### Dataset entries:
--- START ---

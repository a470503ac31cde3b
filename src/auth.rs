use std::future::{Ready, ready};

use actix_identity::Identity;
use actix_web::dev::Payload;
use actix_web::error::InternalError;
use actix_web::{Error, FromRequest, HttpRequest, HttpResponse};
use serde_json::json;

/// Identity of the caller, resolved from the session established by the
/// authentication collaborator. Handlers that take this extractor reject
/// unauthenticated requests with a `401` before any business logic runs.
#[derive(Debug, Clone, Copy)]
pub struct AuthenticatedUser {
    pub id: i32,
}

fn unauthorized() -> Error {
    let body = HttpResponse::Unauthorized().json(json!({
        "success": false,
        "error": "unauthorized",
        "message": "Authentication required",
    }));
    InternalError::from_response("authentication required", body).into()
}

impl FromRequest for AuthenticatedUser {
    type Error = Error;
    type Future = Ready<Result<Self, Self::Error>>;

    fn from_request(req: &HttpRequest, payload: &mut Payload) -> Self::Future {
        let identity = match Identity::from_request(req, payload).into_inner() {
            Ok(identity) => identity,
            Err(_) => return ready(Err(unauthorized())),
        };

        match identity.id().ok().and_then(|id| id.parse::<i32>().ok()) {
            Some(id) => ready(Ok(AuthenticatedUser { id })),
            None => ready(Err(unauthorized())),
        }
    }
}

--- END ---

### About this exercise:
Only the lines from the one containing "type Error = Error;" through the end of the data above are wanted, both ends included; restate them word for word.

### Answer box:
    type Error = Error;
    type Future = Ready<Result<Self, Self::Error>>;

    fn from_request(req: &HttpRequest, payload: &mut Payload) -> Self::Future {
        let identity = match Identity::from_request(req, payload).into_inner() {
            Ok(identity) => identity,
            Err(_) => return ready(Err(unauthorized())),
        };

        match identity.id().ok().and_then(|id| id.parse::<i32>().ok()) {
            Some(id) => ready(Ok(AuthenticatedUser { id })),
            None => ready(Err(unauthorized())),
        }
    }
}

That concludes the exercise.